[Records from a data source]
══════════

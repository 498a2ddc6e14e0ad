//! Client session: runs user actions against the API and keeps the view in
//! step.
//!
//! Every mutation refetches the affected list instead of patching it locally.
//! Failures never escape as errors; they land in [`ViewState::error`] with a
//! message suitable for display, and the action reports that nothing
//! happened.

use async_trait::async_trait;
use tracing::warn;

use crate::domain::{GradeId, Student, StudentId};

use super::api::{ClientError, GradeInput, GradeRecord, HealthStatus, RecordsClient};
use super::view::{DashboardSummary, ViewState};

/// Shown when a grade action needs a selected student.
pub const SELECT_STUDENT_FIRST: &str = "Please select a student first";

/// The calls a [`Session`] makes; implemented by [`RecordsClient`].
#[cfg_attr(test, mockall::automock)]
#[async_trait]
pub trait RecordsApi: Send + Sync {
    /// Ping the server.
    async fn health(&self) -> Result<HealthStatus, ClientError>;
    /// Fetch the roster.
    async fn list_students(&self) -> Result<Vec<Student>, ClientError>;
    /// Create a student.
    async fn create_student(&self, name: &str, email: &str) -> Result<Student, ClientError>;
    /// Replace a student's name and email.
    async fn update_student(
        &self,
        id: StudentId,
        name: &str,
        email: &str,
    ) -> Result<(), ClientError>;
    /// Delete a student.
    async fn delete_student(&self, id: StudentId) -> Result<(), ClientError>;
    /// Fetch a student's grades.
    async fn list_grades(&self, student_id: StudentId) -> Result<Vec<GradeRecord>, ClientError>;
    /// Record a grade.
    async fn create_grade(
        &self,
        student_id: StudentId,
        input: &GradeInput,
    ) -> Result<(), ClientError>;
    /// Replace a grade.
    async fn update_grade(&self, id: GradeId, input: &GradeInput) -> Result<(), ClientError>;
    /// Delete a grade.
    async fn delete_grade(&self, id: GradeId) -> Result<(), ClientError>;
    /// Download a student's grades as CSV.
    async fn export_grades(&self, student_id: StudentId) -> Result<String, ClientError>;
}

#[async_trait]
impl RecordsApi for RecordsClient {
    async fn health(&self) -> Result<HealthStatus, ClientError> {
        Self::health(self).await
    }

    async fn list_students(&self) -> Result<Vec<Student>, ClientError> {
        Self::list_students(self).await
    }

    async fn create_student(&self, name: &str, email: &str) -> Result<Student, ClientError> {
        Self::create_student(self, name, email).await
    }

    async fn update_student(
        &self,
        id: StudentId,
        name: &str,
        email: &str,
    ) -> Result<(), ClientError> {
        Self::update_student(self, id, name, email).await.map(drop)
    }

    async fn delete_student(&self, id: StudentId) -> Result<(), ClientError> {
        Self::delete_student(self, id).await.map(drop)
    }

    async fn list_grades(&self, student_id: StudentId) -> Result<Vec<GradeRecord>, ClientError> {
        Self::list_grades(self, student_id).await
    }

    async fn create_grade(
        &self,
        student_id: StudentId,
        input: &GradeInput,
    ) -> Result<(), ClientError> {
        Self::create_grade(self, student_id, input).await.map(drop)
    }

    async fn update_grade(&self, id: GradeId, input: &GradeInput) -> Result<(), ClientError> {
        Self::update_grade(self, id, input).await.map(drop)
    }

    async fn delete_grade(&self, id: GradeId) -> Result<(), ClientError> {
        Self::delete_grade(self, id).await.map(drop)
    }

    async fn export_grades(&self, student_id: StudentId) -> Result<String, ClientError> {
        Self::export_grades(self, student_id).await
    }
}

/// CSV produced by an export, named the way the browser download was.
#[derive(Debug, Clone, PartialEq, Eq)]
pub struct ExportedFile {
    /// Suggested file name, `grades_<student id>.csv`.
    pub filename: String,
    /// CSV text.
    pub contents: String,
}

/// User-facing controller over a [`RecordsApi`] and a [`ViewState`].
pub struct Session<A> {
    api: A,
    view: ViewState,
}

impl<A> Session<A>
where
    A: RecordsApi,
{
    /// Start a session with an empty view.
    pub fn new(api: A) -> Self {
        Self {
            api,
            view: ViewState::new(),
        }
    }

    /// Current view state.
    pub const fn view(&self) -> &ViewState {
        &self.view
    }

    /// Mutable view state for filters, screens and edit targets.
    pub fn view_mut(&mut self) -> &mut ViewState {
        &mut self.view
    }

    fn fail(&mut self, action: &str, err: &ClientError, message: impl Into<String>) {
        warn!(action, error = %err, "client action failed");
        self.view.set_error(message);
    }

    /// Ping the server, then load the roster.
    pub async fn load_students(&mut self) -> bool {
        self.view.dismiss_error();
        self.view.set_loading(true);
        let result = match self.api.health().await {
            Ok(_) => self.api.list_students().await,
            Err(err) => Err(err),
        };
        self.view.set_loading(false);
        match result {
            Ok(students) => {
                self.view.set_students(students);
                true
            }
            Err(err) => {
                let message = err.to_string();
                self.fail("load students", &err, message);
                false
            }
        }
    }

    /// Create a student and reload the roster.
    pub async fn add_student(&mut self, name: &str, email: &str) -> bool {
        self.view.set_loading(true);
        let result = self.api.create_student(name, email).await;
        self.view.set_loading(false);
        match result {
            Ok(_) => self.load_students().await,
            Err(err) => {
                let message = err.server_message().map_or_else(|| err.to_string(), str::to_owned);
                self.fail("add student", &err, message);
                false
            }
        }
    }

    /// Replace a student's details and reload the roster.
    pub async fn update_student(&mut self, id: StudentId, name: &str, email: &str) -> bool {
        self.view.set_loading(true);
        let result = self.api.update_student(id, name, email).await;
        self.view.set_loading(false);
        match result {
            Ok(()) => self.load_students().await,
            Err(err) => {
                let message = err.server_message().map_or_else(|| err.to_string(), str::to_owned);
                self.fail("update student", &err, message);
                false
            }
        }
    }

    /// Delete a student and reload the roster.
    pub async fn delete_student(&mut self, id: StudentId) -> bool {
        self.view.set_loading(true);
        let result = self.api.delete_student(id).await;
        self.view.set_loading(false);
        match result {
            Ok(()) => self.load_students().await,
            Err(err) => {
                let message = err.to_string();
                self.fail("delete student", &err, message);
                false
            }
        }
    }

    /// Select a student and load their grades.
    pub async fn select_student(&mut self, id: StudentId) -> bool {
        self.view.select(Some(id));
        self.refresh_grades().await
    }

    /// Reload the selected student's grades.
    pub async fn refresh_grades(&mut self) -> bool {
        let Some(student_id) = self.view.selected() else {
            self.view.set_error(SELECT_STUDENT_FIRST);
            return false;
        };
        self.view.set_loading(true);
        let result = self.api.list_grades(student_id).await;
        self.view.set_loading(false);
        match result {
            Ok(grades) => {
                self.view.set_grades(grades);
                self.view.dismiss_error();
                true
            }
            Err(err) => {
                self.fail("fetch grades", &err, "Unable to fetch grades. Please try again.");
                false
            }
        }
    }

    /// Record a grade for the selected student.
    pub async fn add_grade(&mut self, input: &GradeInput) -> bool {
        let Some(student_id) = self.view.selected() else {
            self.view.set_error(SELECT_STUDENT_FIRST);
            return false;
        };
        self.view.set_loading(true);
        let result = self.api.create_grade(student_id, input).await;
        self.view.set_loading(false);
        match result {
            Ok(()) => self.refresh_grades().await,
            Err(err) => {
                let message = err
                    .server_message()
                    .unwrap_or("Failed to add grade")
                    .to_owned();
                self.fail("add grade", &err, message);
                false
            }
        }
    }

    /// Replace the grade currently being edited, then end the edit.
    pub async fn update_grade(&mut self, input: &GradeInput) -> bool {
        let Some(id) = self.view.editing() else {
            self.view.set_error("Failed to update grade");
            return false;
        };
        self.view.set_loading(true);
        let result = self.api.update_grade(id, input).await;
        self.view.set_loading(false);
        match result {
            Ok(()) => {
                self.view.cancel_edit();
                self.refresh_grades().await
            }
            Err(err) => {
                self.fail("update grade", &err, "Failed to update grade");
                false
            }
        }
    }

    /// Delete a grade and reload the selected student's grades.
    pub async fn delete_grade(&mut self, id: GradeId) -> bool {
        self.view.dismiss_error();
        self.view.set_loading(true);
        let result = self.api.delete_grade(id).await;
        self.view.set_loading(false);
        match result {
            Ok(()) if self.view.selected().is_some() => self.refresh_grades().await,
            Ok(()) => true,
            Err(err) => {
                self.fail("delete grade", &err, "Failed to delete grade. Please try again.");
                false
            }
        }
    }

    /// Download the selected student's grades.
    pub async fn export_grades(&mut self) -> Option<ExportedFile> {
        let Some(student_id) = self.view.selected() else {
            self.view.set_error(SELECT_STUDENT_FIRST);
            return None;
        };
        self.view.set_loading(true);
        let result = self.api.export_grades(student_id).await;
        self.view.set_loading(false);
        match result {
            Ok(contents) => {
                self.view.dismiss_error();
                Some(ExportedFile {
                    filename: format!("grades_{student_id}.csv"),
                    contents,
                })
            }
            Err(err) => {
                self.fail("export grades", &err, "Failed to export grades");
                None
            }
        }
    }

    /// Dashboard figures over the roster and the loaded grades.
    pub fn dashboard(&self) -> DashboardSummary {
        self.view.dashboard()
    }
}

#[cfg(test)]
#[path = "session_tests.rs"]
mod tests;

══════════

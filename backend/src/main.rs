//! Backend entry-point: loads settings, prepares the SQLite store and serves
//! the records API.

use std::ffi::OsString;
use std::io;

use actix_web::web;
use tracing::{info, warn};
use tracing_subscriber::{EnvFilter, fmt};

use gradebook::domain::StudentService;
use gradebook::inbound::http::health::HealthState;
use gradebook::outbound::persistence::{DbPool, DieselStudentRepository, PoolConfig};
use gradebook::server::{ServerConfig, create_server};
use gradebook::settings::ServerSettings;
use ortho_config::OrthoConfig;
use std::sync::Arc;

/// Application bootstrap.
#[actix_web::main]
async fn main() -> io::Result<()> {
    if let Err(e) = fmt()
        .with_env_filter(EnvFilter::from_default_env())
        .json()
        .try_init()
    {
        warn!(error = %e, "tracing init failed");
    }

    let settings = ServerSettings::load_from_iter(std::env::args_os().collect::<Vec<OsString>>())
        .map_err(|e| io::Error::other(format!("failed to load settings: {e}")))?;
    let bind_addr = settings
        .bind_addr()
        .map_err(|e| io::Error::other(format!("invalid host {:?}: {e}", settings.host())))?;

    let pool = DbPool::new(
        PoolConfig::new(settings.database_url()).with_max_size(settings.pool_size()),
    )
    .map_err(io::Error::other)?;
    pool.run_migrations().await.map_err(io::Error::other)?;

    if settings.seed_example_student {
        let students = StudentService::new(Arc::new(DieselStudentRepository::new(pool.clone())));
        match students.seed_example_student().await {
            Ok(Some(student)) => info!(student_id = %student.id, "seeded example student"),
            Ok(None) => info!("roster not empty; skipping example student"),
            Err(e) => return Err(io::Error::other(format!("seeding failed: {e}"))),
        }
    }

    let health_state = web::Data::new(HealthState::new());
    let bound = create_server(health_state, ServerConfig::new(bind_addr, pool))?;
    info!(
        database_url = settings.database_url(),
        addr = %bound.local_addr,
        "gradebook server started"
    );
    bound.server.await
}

══════════

From the data above, output only the lines between the line containing "repository 498a2ddc6e14e0ad" and the line containing "-> Result<Student, ClientError>;", inclusive, exactly as written.

__Solution to the exercise__:
repository 498a2ddc6e14e0ad
//! Client session: runs user actions against the API and keeps the view in
//! step.
//!
//! Every mutation refetches the affected list instead of patching it locally.
//! Failures never escape as errors; they land in [`ViewState::error`] with a
//! message suitable for display, and the action reports that nothing
//! happened.

use async_trait::async_trait;
use tracing::warn;

use crate::domain::{GradeId, Student, StudentId};

use super::api::{ClientError, GradeInput, GradeRecord, HealthStatus, RecordsClient};
use super::view::{DashboardSummary, ViewState};

/// Shown when a grade action needs a selected student.
pub const SELECT_STUDENT_FIRST: &str = "Please select a student first";

/// The calls a [`Session`] makes; implemented by [`RecordsClient`].
#[cfg_attr(test, mockall::automock)]
#[async_trait]
pub trait RecordsApi: Send + Sync {
    /// Ping the server.
    async fn health(&self) -> Result<HealthStatus, ClientError>;
    /// Fetch the roster.
    async fn list_students(&self) -> Result<Vec<Student>, ClientError>;
    /// Create a student.
    async fn create_student(&self, name: &str, email: &str) -> Result<Student, ClientError>;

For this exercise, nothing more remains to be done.